— Какие там циклы! — возражал Онуфрий, который ел с ножа яблоко. — Всегда одно и то же: кто смел — тот и съел!
Сам он играл на понижение, убеждая, что писателю, которого не понимает домохозяйка, грош цена. Но Ермолай был упрям и стоял на своём, как памятник. «Слабоумие», — воротил он нос от цветастых обложек, а спохватившись, делал вид, что чешет плечом подбородок. С возрастом, однако, он сделался нерасторопным. Его проворство перетекло к Онуфрию, который всё больше походил на ловца блох. А Ермолай только виновато щурился, бормоча про себя, что слово — не воробей. Воскресенье уже давно обходило стороной его комнату, где он переписывал черновики до тех пор, пока, наконец, не понимал, что же хочет сказать.
«Блаженный», — махал на него Онуфрий, пряча руки в карманы.
Дальше — больше. Они уже едва терпели друг друга. Онуфрий всё чаще чувствовал себя столичным жителем, сосланным в провинцию, а Ермолай — провинциалом, родившимся в столице. С годами они стали на ножах. Но и в ссоре вели по-разному: к одному было на пушечный выстрел не подойти, к другому — на кривой козе не подъехать.
Бобылями остались рано. «Жениться — не замуж сходить!» — приговаривал Онуфрий, которому больше повезло в браке, чем его жене.
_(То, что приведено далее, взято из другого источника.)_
/// Registration, login, logout and the citizen dashboard
use crate::{
    account::{LoginRequest, RegisterRequest, SessionResponse},
    auth::{AuthContext, Requirement, Role, SESSION_COOKIE},
    context::AppContext,
    db::models::IssueStatus,
    error::{CivicError, CivicResult},
    issues::IssueFilter,
    metrics,
};
use axum::{
    extract::State,
    http::StatusCode,
    response::IntoResponse,
    routing::{get, post},
    Json, Router,
};
use axum_extra::extract::cookie::{Cookie, CookieJar, SameSite};
use serde_json::{json, Value};

const DASHBOARD_ISSUES: i64 = 5;

pub fn routes() -> Router<AppContext> {
    Router::new()
        .route("/register/", post(register))
        .route("/login/", post(login))
        .route("/logout/", get(logout))
        .route("/dashboard/", get(citizen_dashboard))
}

/// Citizen sign-up
async fn register(
    State(ctx): State<AppContext>,
    Json(req): Json<RegisterRequest>,
) -> CivicResult<impl IntoResponse> {
    let user = ctx.account_manager.register_citizen(req).await?;

    Ok((
        StatusCode::CREATED,
        Json(json!({
            "message": "Registration successful! Please login.",
            "user": user,
        })),
    ))
}

/// Password login; the token is returned and also set as a cookie
async fn login(
    State(ctx): State<AppContext>,
    jar: CookieJar,
    Json(req): Json<LoginRequest>,
) -> CivicResult<impl IntoResponse> {
    let (user, session) = match ctx.account_manager.login(&req.username, &req.password).await {
        Ok(result) => result,
        Err(e) => {
            let outcome = match &e {
                CivicError::AccountBanned(_) => "banned",
                CivicError::Authentication(_) => "invalid",
                _ => "error",
            };
            metrics::record_login(outcome);
            return Err(e);
        }
    };

    metrics::record_login("success");
    tracing::info!(user = %user.username, "User logged in");

    let cookie = Cookie::build((SESSION_COOKIE, session.token.clone()))
        .path("/")
        .http_only(true)
        .same_site(SameSite::Lax);

    let body = SessionResponse {
        message: format!("Welcome back, {}!", user.username),
        token: session.token,
        expires_at: session.expires_at,
        user,
    };

    Ok((jar.add(cookie), Json(body)))
}

/// End the current session
async fn logout(
    State(ctx): State<AppContext>,
    jar: CookieJar,
    caller: AuthContext,
) -> CivicResult<impl IntoResponse> {
    ctx.account_manager.delete_session(&caller.session_id).await?;
    tracing::info!(user = %caller.user.username, "User logged out");

    let jar = jar.remove(Cookie::build(SESSION_COOKIE).path("/"));

    Ok((jar, Json(json!({ "message": "You have been logged out." }))))
}

/// Latest own issues and counters
async fn citizen_dashboard(
    State(ctx): State<AppContext>,
    caller: AuthContext,
) -> CivicResult<Json<Value>> {
    caller.require(Requirement::Role(Role::Citizen))?;
    let user_id = caller.user_id();

    let user_issues = ctx
        .issues
        .list(
            &IssueFilter::all().reported_by(user_id).limit(DASHBOARD_ISSUES),
            Some(user_id),
        )
        .await?;
    let resolved_count = ctx
        .issues
        .count(Some(IssueStatus::Resolved), Some(user_id))
        .await?;
    let total_count = ctx.issues.count(None, Some(user_id)).await?;

    Ok(Json(json!({
        "user": caller.user,
        "user_issues": user_issues,
        "resolved_count": resolved_count,
        "total_count": total_count,
    })))
}
/// Aggregate statistics for the home page and superadmin reports
use crate::{
    db::models::IssueStatus,
    error::CivicResult,
};
use chrono::{DateTime, Duration, NaiveDate, Utc};
use serde::{Deserialize, Serialize};
use sqlx::{FromRow, SqlitePool};
use std::collections::BTreeMap;

/// Counters shown on the home page
#[derive(Debug, Clone, Serialize, Deserialize)]
pub struct HomeStats {
    pub total_issues: i64,
    pub resolved_issues: i64,
    pub active_users: i64,
    pub total_departments: i64,
}

/// Superadmin dashboard counters
#[derive(Debug, Clone, Serialize, Deserialize)]
pub struct DashboardSummary {
    pub total_issues: i64,
    pub unassigned_issues: i64,
    pub total_departments: i64,
    pub total_citizens: i64,
    pub banned_users: i64,
}

#[derive(Debug, Clone, Serialize, Deserialize)]
pub struct StatusCount {
    pub status: IssueStatus,
    pub count: i64,
}

#[derive(Debug, Clone, FromRow, Serialize, Deserialize)]
pub struct NamedCount {
    pub name: String,
    pub count: i64,
}

#[derive(Debug, Clone, Serialize, Deserialize)]
pub struct DailyCount {
    pub day: NaiveDate,
    pub count: i64,
}

/// Superadmin report
#[derive(Debug, Clone, Serialize, Deserialize)]
pub struct IssueReport {
    pub total_issues: i64,
    pub status_counts: Vec<StatusCount>,
    pub top_departments: Vec<NamedCount>,
    pub top_citizens: Vec<NamedCount>,
    pub issues_last_30_days: Vec<DailyCount>,
}

const TOP_N: i64 = 5;
const TREND_DAYS: i64 = 30;

/// Report builder
#[derive(Clone)]
pub struct Reports {
    db: SqlitePool,
}

impl Reports {
    pub fn new(db: SqlitePool) -> Self {
        Self { db }
    }

    pub async fn home_stats(&self) -> CivicResult<HomeStats> {
        Ok(HomeStats {
            total_issues: self.scalar("SELECT COUNT(*) FROM issue").await?,
            resolved_issues: self
                .scalar("SELECT COUNT(*) FROM issue WHERE status = 'resolved'")
                .await?,
            active_users: self
                .scalar("SELECT COUNT(*) FROM account WHERE is_active = 1")
                .await?,
            total_departments: self.scalar("SELECT COUNT(*) FROM department").await?,
        })
    }

    pub async fn dashboard_summary(&self) -> CivicResult<DashboardSummary> {
        Ok(DashboardSummary {
            total_issues: self.scalar("SELECT COUNT(*) FROM issue").await?,
            unassigned_issues: self
                .scalar("SELECT COUNT(*) FROM issue WHERE department_id IS NULL")
                .await?,
            total_departments: self.scalar("SELECT COUNT(*) FROM department").await?,
            total_citizens: self
                .scalar("SELECT COUNT(*) FROM account WHERE is_citizen = 1")
                .await?,
            banned_users: self
                .scalar("SELECT COUNT(*) FROM account WHERE is_banned = 1")
                .await?,
        })
    }

    /// Full issue report as of `now`
    pub async fn issue_report(&self, now: DateTime<Utc>) -> CivicResult<IssueReport> {
        let total_issues = self.scalar("SELECT COUNT(*) FROM issue").await?;

        let by_status: Vec<(IssueStatus, i64)> =
            sqlx::query_as("SELECT status, COUNT(*) FROM issue GROUP BY status")
                .fetch_all(&self.db)
                .await?;
        let status_counts = IssueStatus::all()
            .into_iter()
            .map(|status| StatusCount {
                status,
                count: by_status
                    .iter()
                    .find(|(s, _)| *s == status)
                    .map(|(_, c)| *c)
                    .unwrap_or(0),
            })
            .collect();

        let top_departments = sqlx::query_as::<_, NamedCount>(
            r#"
            SELECT d.name AS name, COUNT(i.id) AS count
            FROM issue i
            JOIN department d ON d.id = i.department_id
            GROUP BY d.id
            ORDER BY count DESC, d.name ASC
            LIMIT ?1
            "#,
        )
        .bind(TOP_N)
        .fetch_all(&self.db)
        .await?;

        let top_citizens = sqlx::query_as::<_, NamedCount>(
            r#"
            SELECT a.username AS name, COUNT(i.id) AS count
            FROM issue i
            JOIN account a ON a.id = i.reporter_id
            GROUP BY a.id
            ORDER BY count DESC, a.username ASC
            LIMIT ?1
            "#,
        )
        .bind(TOP_N)
        .fetch_all(&self.db)
        .await?;

        let since = now - Duration::days(TREND_DAYS);
        let created: Vec<DateTime<Utc>> =
            sqlx::query_scalar("SELECT created_at FROM issue WHERE created_at >= ?1")
                .bind(since)
                .fetch_all(&self.db)
                .await?;

        Ok(IssueReport {
            total_issues,
            status_counts,
            top_departments,
            top_citizens,
            issues_last_30_days: per_day(&created),
        })
    }

    async fn scalar(&self, sql: &str) -> CivicResult<i64> {
        let value = sqlx::query_scalar::<_, i64>(sql).fetch_one(&self.db).await?;
        Ok(value)
    }
}

/// Bucket timestamps by UTC calendar day, ascending
fn per_day(timestamps: &[DateTime<Utc>]) -> Vec<DailyCount> {
    let mut buckets: BTreeMap<NaiveDate, i64> = BTreeMap::new();
    for ts in timestamps {
        *buckets.entry(ts.date_naive()).or_insert(0) += 1;
    }

    buckets
        .into_iter()
        .map(|(day, count)| DailyCount { day, count })
        .collect()
}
После развода он пустился во все тяжкие, измеряя годы в романах, проводя дивные ночи и скучные дни. «Жениться — не по росе пробежать!» — отклонял он предложения выкрасить сутки в серый цвет. Он засматривался на женщин, ледоколом рассекавших толпу, и они прятались за свою грудь, как за бруствер. А Ермолай, обжёгшись на молоке, дул на воду. Про таких говорят: женился, будто овдовел, развёлся — что умер. Хлопая дверьми, он бродил маятником по комнатам, свистел в усы и, марая бумагу, исчислял годы в романах, запертых в стол. Они скулили там, как брошенные псы, а издатели ёжились от них, как ангелы от греха. Ермолай проклинал холостяцкую жизнь с не меньшим ожесточением, чем семейную. Он хотел бы затеряться посредине, чтобы его оставляли в покое, а он бы приставал по желанию и гнул других, остававаясь непреклонным, как точка. У обоих росли сыновья. Онуфрий своего баловал, а Ермолай навещал в год по обещанью. Говорить с сыном было не о чем, он неловко косился на ногти и, вернувшись, старался поскорее забыть его, как кукушка, отлетевшая от чужого гнезда. Однако, расчёсывая «на пробор» седину, плакал. «Верно, не так прожил — раз никто не любит», — причитал он в нос, сморкаясь сквозь паутину красноватых прожилок. Всхлипывая, он жаловался зеркалу на нескладную жизнь, но, прислушавшись к стрёкоту часов за стенкой, брал себя в руки: «Чёрт, нервы…»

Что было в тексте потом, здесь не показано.